_Data to process_.
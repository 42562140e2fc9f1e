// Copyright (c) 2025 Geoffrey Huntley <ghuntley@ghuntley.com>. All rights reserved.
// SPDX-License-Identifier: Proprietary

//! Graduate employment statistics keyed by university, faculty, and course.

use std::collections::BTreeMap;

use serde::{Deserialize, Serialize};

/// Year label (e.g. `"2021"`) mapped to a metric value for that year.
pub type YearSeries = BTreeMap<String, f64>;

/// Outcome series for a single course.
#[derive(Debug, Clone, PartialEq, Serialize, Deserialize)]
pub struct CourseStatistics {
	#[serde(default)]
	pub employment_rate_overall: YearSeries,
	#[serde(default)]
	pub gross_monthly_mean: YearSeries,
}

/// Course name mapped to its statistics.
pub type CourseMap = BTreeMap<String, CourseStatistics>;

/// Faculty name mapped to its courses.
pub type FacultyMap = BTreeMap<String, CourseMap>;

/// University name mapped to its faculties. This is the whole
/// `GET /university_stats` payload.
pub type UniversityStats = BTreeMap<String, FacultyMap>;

_Task instructions_. Only the lines from the beginning of the entries through the line bearing "pub type FacultyMap" should be returned, each exactly as written.

_Result_.
repository 42562140e2fc9f1e
// Copyright (c) 2025 Geoffrey Huntley <ghuntley@ghuntley.com>. All rights reserved.
// SPDX-License-Identifier: Proprietary

//! Graduate employment statistics keyed by university, faculty, and course.

use std::collections::BTreeMap;

use serde::{Deserialize, Serialize};

/// Year label (e.g. `"2021"`) mapped to a metric value for that year.
pub type YearSeries = BTreeMap<String, f64>;

/// Outcome series for a single course.
#[derive(Debug, Clone, PartialEq, Serialize, Deserialize)]
pub struct CourseStatistics {
	#[serde(default)]
	pub employment_rate_overall: YearSeries,
	#[serde(default)]
	pub gross_monthly_mean: YearSeries,
}

/// Course name mapped to its statistics.
pub type CourseMap = BTreeMap<String, CourseStatistics>;

/// Faculty name mapped to its courses.
pub type FacultyMap = BTreeMap<String, CourseMap>;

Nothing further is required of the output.